Since the Sarbanes-Oxley Act passed in 2002, audit quality in the United States has never been stronger. Thousands of high-quality audits are performed each year, promoting investor confidence in public company financial reporting.

Sarbanes-Oxley requires that public companies’ independent audit committees hire, compensate, and oversee the external auditor’s work. This ensures the external auditor remains independent of the company management that the auditor interacts with day to day throughout the audit process.

The Center for Audit Quality, in partnership with Audit Analytics, measures how public companies’ audit committees approach communicating about their external auditor oversight activities. We’ve published our findings annually since 2014 in the Audit Committee Transparency Barometer.

While our 2021 findings continue to demonstrate a positive, long-term trend of increased voluntary audit committee disclosures, opportunities remain for public companies to increase their transparency around audit committee activities. But why do these disclosures matter?

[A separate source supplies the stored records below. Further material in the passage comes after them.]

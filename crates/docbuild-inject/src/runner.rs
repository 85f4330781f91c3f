//! Subprocess command runner.

use std::path::Path;
use std::process::Command;

use crate::error::InjectError;
use crate::traits::{CommandOutput, CommandRunner};

/// Runs commands as child processes and logs their output.
#[derive(Debug, Default, Clone, Copy)]
pub struct ProcessRunner;

impl CommandRunner for ProcessRunner {
    fn run(&self, command: &str, args: &[&str], cwd: &Path) -> Result<CommandOutput, InjectError> {
        let command_line = std::iter::once(command)
            .chain(args.iter().copied())
            .collect::<Vec<_>>()
            .join(" ");
        tracing::info!("Running: {} (cwd: {})", command_line, cwd.display());

        let output = Command::new(command)
            .args(args)
            .current_dir(cwd)
            .output()
            .map_err(|e| InjectError::Command(format!("{}: {}", command_line, e)))?;

        let result = CommandOutput {
            exit_code: output.status.code().unwrap_or(-1),
            stdout: String::from_utf8_lossy(&output.stdout).into_owned(),
            stderr: String::from_utf8_lossy(&output.stderr).into_owned(),
        };

        for line in result.stdout.lines() {
            tracing::info!("{}", line);
        }
        for line in result.stderr.lines() {
            tracing::warn!("{}", line);
        }

        if !output.status.success() {
            return Err(InjectError::Command(format!(
                "{} exited with status {}",
                command_line, result.exit_code
            )));
        }

        Ok(result)
    }
}

#[cfg(all(test, unix))]
mod tests {
    use super::*;
    use std::fs;
    use tempfile::tempdir;

    #[test]
    fn captures_stdout_in_cwd() {
        let temp = tempdir().unwrap();
        fs::write(temp.path().join("mkdocs.yml"), "site_name: demo\n").unwrap();

        let output = ProcessRunner
            .run("cat", &["mkdocs.yml"], temp.path())
            .unwrap();

        assert_eq!(output.exit_code, 0);
        assert_eq!(output.stdout, "site_name: demo\n");
    }

    #[test]
    fn reports_failed_commands() {
        let temp = tempdir().unwrap();

        let result = ProcessRunner.run("cat", &["missing.yml"], temp.path());

        assert!(matches!(result, Err(InjectError::Command(_))));
    }
}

1. Disclosures are positively correlated with audit quality.

A 2021 study found that disclosure around the audit partner selection process is positively associated with audit quality. Specifically, the study found the following:

Increased audit committee involvement resulted in the selection of rigorous audit partners.Audit committees that disclosed their involvement tended to be more engaged in the selection process.

Accurate, transparent, and reliable financial statements are the backbone of our capital market. It is incredibly important to choose the right audit partner to lead and manage the audit. Increasing disclosures around the audit committee’s involvement in the audit partner selection process can contribute to high-quality audits.  

2. Investors are increasingly using disclosures to make investment decisions.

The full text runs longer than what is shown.